Summary
Moody's Corporation (MCO) announced a significant restructuring plan on March 26, 2009, aimed at reducing costs in response to a strategic review and challenging global economic and market conditions. The company anticipates a restructuring charge of approximately $10 million to $16 million, with the majority to be recognized in the first quarter of 2009. This plan involves headcount reductions and the closure of offices in South Bend, Indiana, Indonesia, and Taiwan. Investors should note that the restructuring charge will result in cash outlays over the next twelve months. The plan entails a global headcount reduction of 120-170 positions, representing 3-4% of its workforce as of the end of 2008. While this indicates a proactive approach to cost management, it also signals the difficult operating environment faced by Moody's during this period.
Key Highlights
- 1Moody's Corporation approved a restructuring plan to reduce costs due to strategic review and weak economic conditions.
- 2Estimated restructuring charge of $10-$16 million, with a majority booked in Q1 2009.

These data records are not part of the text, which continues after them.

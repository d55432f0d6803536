use std::sync::atomic::{AtomicBool, Ordering};
use std::sync::Arc;
use std::time::Duration;

use quickdesk_core::config::RealtimeConfig;
use quickdesk_core::realtime::Change;
use quickdesk_core::{DeskError, Result};
use tokio::sync::{broadcast, watch};

/// Turns Postgres NOTIFY payloads on the change channel into [`Change`]s
/// and broadcasts them to websocket sessions.
pub struct ChangeListener {
    pool: sqlx::PgPool,
    channel: String,
    running: Arc<AtomicBool>,
    change_tx: broadcast::Sender<Change>,
    shutdown_tx: watch::Sender<bool>,
    shutdown_rx: watch::Receiver<bool>,
}

impl ChangeListener {
    pub fn new(pool: sqlx::PgPool, config: &RealtimeConfig) -> Self {
        let (change_tx, _) = broadcast::channel(config.buffer_size.max(1));
        let (shutdown_tx, shutdown_rx) = watch::channel(false);

        Self {
            pool,
            channel: config.channel.clone(),
            running: Arc::new(AtomicBool::new(false)),
            change_tx,
            shutdown_tx,
            shutdown_rx,
        }
    }

    pub fn subscribe(&self) -> broadcast::Receiver<Change> {
        self.change_tx.subscribe()
    }

    /// Sender side of the feed, handed to the websocket hub.
    pub fn sender(&self) -> broadcast::Sender<Change> {
        self.change_tx.clone()
    }

    pub fn is_running(&self) -> bool {
        self.running.load(Ordering::SeqCst)
    }

    pub fn stop(&self) {
        let _ = self.shutdown_tx.send(true);
        self.running.store(false, Ordering::SeqCst);
    }

    pub async fn run(&self) -> Result<()> {
        self.running.store(true, Ordering::SeqCst);

        let mut listener = sqlx::postgres::PgListener::connect_with(&self.pool)
            .await
            .map_err(|e| DeskError::Database(e.to_string()))?;
        listener
            .listen(&self.channel)
            .await
            .map_err(|e| DeskError::Database(e.to_string()))?;

        tracing::info!(channel = %self.channel, "Listening for changes");

        let mut shutdown_rx = self.shutdown_rx.clone();
        loop {
            tokio::select! {
                notification = listener.recv() => {
                    match notification {
                        Ok(notification) => self.publish(notification.payload()),
                        Err(e) => {
                            // PgListener reconnects on the next recv.
                            tracing::warn!(error = %e, "Error receiving change notification");
                            tokio::time::sleep(Duration::from_secs(1)).await;
                        }
                    }
                }
                _ = shutdown_rx.changed() => {
                    if *shutdown_rx.borrow() {
                        tracing::info!("Change listener shutting down");
                        break;
                    }
                }
            }
        }

        self.running.store(false, Ordering::SeqCst);
        Ok(())
    }

    fn publish(&self, payload: &str) {
        match Change::parse(payload) {
            Some(change) => {
                tracing::trace!(table = %change.table, operation = ?change.operation, "Change");
                // No receivers simply means nobody is connected.
                let _ = self.change_tx.send(change);
            }
            None => tracing::warn!(payload, "Ignoring malformed change notification"),
        }
    }

    /// Publish a change without going through Postgres.
    pub fn emit_change(&self, change: Change) {
        let _ = self.change_tx.send(change);
    }
}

- 3Plan includes headcount reductions of 120-170 employees (3-4% of workforce).
- 4Office closures planned in South Bend, Indiana; Indonesia; and Taiwan.
- 5Restructuring charges will result in cash outlays over the next twelve months.
- 6Headcount reductions comprise $9-$12 million of the estimated charge.
- 7Other charges, including contract termination and potential divestitures, total $1-$4 million.